Mount Kuchela Dhura is a mountain located in Pithoragarh, Uttarakhand, India. It is located at the near true right bank of Lwa Glacier or true left bank of Shalang glacier, surrounded by Mount Nandakot, 6861 metres and 0.6041 metres to its south-west and north-east respectively. This peak offers a 3 km (approx.) long rutted ridge leading to Nanda Kot’s north face.
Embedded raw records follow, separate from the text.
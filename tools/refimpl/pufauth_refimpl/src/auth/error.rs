use core::fmt;

use thiserror::Error;

use super::types::{Identifier, MessageKind};
use crate::bits::BitsError;
use crate::codec::CodecError;
use crate::puf::PufError;

/// Which hash-chain check failed.
#[derive(Debug, Clone, Copy, PartialEq, Eq)]
pub enum AuthStep {
    /// Tag checking M3: the server knows this device's response.
    Auth1,
    /// Server checking M4: the tag unmasked n and evaluated the next challenge.
    Auth2,
    /// Tag checking M5: the server derived the same chain.
    Auth3,
}

impl fmt::Display for AuthStep {
    fn fmt(&self, f: &mut fmt::Formatter<'_>) -> fmt::Result {
        f.write_str(match self {
            AuthStep::Auth1 => "auth1",
            AuthStep::Auth2 => "auth2",
            AuthStep::Auth3 => "auth3",
        })
    }
}

/// Round-local failure. Any of these ends the in-flight round on the side
/// that raised it; nothing persisted by that side changes.
#[derive(Debug, Clone, PartialEq, Eq, Error)]
pub enum AuthError {
    #[error("length mismatch: expected {expected} bits, got {got}")]
    LengthMismatch { expected: usize, got: usize },
    #[error("unknown identity {}", .0.short())]
    UnknownIdentity(Identifier),
    #[error("identity {} is held by another round", .0.short())]
    IdentityBusy(Identifier),
    #[error("authentication failed: {0} mismatch")]
    AuthenticationFailure(AuthStep),
    #[error("protocol violation: expected {expected}, got {got}")]
    ProtocolViolation { expected: MessageKind, got: MessageKind },
    #[error("nonce increment overflows {width} bits")]
    Overflow { width: usize },
    #[error("tag has no session identity")]
    NotEnrolled,
    #[error("puf: {0}")]
    Puf(#[from] PufError),
    #[error("codec: {0}")]
    Codec(#[from] CodecError),
    #[error("bits: {0}")]
    Bits(BitsError),
}

impl From<BitsError> for AuthError {
    fn from(e: BitsError) -> Self {
        match e {
            BitsError::LengthMismatch { left, right } => {
                AuthError::LengthMismatch { expected: left, got: right }
            }
            BitsError::Overflow { width } => AuthError::Overflow { width },
            other => AuthError::Bits(other),
        }
    }
}

impl AuthError {
    /// Stable reject code for callers and logs.
    pub fn reason_code(&self) -> &'static str {
        match self {
            AuthError::LengthMismatch { .. } => "REJECT_LENGTH_MISMATCH",
            AuthError::UnknownIdentity(_) => "REJECT_UNKNOWN_IDENTITY",
            AuthError::IdentityBusy(_) => "REJECT_IDENTITY_BUSY",
            AuthError::AuthenticationFailure(AuthStep::Auth1) => "REJECT_AUTH1_MISMATCH",
            AuthError::AuthenticationFailure(AuthStep::Auth2) => "REJECT_AUTH2_MISMATCH",
            AuthError::AuthenticationFailure(AuthStep::Auth3) => "REJECT_AUTH3_MISMATCH",
            AuthError::ProtocolViolation { .. } => "REJECT_PROTOCOL_VIOLATION",
            AuthError::Overflow { .. } => "REJECT_NONCE_OVERFLOW",
            AuthError::NotEnrolled => "REJECT_NOT_ENROLLED",
            AuthError::Puf(_) => "REJECT_PUF_CHALLENGE_SHAPE",
            AuthError::Codec(_) => "REJECT_CODEC",
            AuthError::Bits(_) => "REJECT_BIT_VECTOR",
        }
    }
}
An unknown attempt was made in the late 1980s, and no information of route and team. IMF sent an 8 members team to the peak via west ridge during pre-monsoon season in the year 2012. Team left behind from the summit by almost around 500 horizontal & 88 vertical metres.

The Indian Mountaineering Foundation (IMF) sent an expedition in the month of August–September 2013 to Mt Kuchela Dhura. The core Indian team had total 10 members from different states of the country Dhruv Joshi from Almora(leader), Wallambok Lyngdoh from Shillong (Dy. Leader), Dr Anand Vaidya from Gujarat (Medical Officer), Ram Prasad Lodha (Rajasthan), Zoram sanga(Mizoram), Vineet Saini(U.P), Vijay Rautela(Uttarakhand), Banshngainlang Nongkynrih(Meghalaya), Karan Kumar Shandilya (Assam) and Chitramohan Singh (Uttarakhand). Four members Dhruv joshi, Wallambok Lyngdoh, Chitramohan & Vijay Rautela successfully scaled the mountain on 6 September 2013 at 0820 hrs and made the first international and national ascent of the peak.

The expedition was flagged off by Col(Rtd) J P Bhagatjee on 15 August 2013, Director IMF and flagged in by Mick Fowler (Legendary Mountaineer and President of Alpine Club) on 20 September 2013. This expedition was sponsored by the Indian Mountaineering Foundation, Ministry of Youth Affairs & sports.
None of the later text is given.